Stairwell by Anonymous

Stairwell by Anonymous

Stairwell  

Hot metal, piss,  

stale cigarettes,  

stuck air  

 

Thickened paint  

blue-gray fire  

container  

 

To hallways,  

front doors,  

incinerator doors  

 

To glass walls and  

three rectangles  

each thin, open  

To send out clouds  

while he stood there  

smoking 

Poetry Readings on Zoom

He said he never puts books on the shelf  

unless he's read them. He was  

in college. Short stacks on the floor  

are invisible now with our  

desktop cameras on, but his shelves  

were already filled. He smiles because,  

success. Look at all the awards behind him.  

 

She says she can only keep ten  

because minimalism and  

illness. One day she might afford  

to display them in glass. Maybe the select  

few, or maybe someday all of them. Maybe  

someday she can buy them all back.  

 

They sell book-scented candles now, twenty bucks  

for the experience of antique dust, mold, mildew.  

She keeps one in her cart. She keeps 

her video turned off. She watches  

the images. The decaying pages of the select  

backlight, those smiling award-winning faces. 

 

The Blinding  

The moon is in its fullest form,  

Purest brightest widest white.

The night a copy paste of autumn.  

Roads empty of headlights. 

 Sorcery and spruce conspire  

Blinking moon to wet the wound.  

Slick black asphalt touches tires.  

Misery again empties a lover's room.  

I am good as blind tonight, that is, good for nothing. 
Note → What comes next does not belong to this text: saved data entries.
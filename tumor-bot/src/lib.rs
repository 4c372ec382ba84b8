//! # Brain tumor scan bot
//!
//! Wires the handler chain (logging, auth, commands, scan analysis, questions) to Telegram.
//! Loads config from env, builds the detector and the Gemini client, and runs the REPL.

pub mod cli;
pub mod components;
pub mod config;
pub mod detect;
pub mod runner;
pub mod telegram;
pub mod weights;

pub use cli::{load_config, Cli, Commands};
pub use components::{build_bot_components, build_handler_chain, BotComponents};
pub use config::{BaseConfig, BotConfig, DetectionSettings};
pub use runner::run_bot;
pub use telegram::{
    handle_update, run_repl, TelegramBotAdapter, TelegramMessageWrapper, TelegramUserWrapper,
};
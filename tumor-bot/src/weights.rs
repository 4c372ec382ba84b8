//! `tumor-bot fetch-model`: download the ONNX checkpoint with progress logging.

use std::path::{Path, PathBuf};

use anyhow::{Context, Result};
use futures_util::StreamExt;
use tokio::io::AsyncWriteExt;
use tracing::{info, instrument, warn};

/// Outcome of a fetch.
#[derive(Debug, Clone, Copy, PartialEq, Eq)]
pub enum FetchOutcome {
    /// File was already present and `force` was not set.
    Skipped,
    Downloaded { bytes: u64 },
}

/// Downloads `url` to `output`. The body is streamed to `<output>.part` and renamed once the
/// byte count matches `content-length` (when the server sends one). The part file is removed
/// when the download fails.
#[instrument(skip(client))]
pub async fn fetch_model(
    client: &reqwest::Client,
    url: &str,
    output: &Path,
    force: bool,
) -> Result<FetchOutcome> {
    if output.exists() && !force {
        info!(path = %output.display(), "Model weights already present, skipping download");
        return Ok(FetchOutcome::Skipped);
    }
    if let Some(parent) = output.parent() {
        if !parent.as_os_str().is_empty() {
            tokio::fs::create_dir_all(parent)
                .await
                .with_context(|| format!("Failed to create {}", parent.display()))?;
        }
    }

    let response = client
        .get(url)
        .send()
        .await
        .with_context(|| format!("Request to {} failed", url))?;
    if !response.status().is_success() {
        anyhow::bail!("HTTP {} for {}", response.status(), url);
    }
    let total_size = response.content_length();
    info!(url, total_size = ?total_size, "Downloading model weights");

    let mut part_name = output.as_os_str().to_owned();
    part_name.push(".part");
    let part_path = PathBuf::from(part_name);

    let downloaded = match stream_to_file(response, &part_path, total_size).await {
        Ok(bytes) => bytes,
        Err(e) => {
            let _ = tokio::fs::remove_file(&part_path).await;
            return Err(e);
        }
    };

    tokio::fs::rename(&part_path, output)
        .await
        .with_context(|| format!("Failed to move model into {}", output.display()))?;
    info!(
        path = %output.display(),
        "Model download complete ({:.2} MB)",
        downloaded as f64 / (1024.0 * 1024.0)
    );
    Ok(FetchOutcome::Downloaded { bytes: downloaded })
}

/// Writes the response body to `path` and checks its size. Returns the byte count.
async fn stream_to_file(
    response: reqwest::Response,
    path: &Path,
    total_size: Option<u64>,
) -> Result<u64> {
    let mut file = tokio::fs::File::create(path)
        .await
        .with_context(|| format!("Failed to create {}", path.display()))?;

    let mut downloaded: u64 = 0;
    let mut last_percent = 0u64;
    let mut stream = response.bytes_stream();
    while let Some(chunk) = stream.next().await {
        let chunk = chunk.context("Error reading response body")?;
        file.write_all(&chunk).await.context("Error writing model file")?;
        downloaded += chunk.len() as u64;

        if let Some(total) = total_size.filter(|t| *t > 0) {
            let percent = downloaded * 100 / total;
            if percent >= last_percent + 5 {
                last_percent = percent;
                info!(percent, downloaded, total, "Download progress");
            }
        }
    }
    file.flush().await.context("Failed to flush model file")?;

    match total_size {
        Some(total) if downloaded != total => anyhow::bail!(
            "Download incomplete: got {} bytes, expected {}",
            downloaded,
            total
        ),
        Some(_) => {}
        None => warn!("Server did not send content-length; size not verified"),
    }
    Ok(downloaded)
}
Beaten down by your endless sighs, breathlessly ineffective.  

I would rather shut myself in, alone  

Than decrypt sympathy from dissatisfaction.  

My required solace, dark and silent as the eyes of the dead,  

Is digging with my misery for us an early grave. 

 

Clockwork 

The trees are casting long shadows.  

I've been here before, in the airport  

in Caracas. I'd lost time.  

No wrist-watch, no wall clock; 

I watched the shadows move.  

No numerical assignments, 

no scheduled increments  

except my plane ticket,  

but I didn't notice.  

 

I've been there before, carefree or careless,  

I'm quite aware…  

The dog fed now and the lamp lit;  

I watched the shadows move.  

I did not have to choose  

indulgent sadness.  

I missed out.  

The trees are casting long shadows.  

I notice now. 


Jessica Heron grew up splitting time between New York City and New Jersey beaches. Her work has been published in Wormwood Magazine. She is working on her MFA in poetry and enjoys a career as an applied linguist.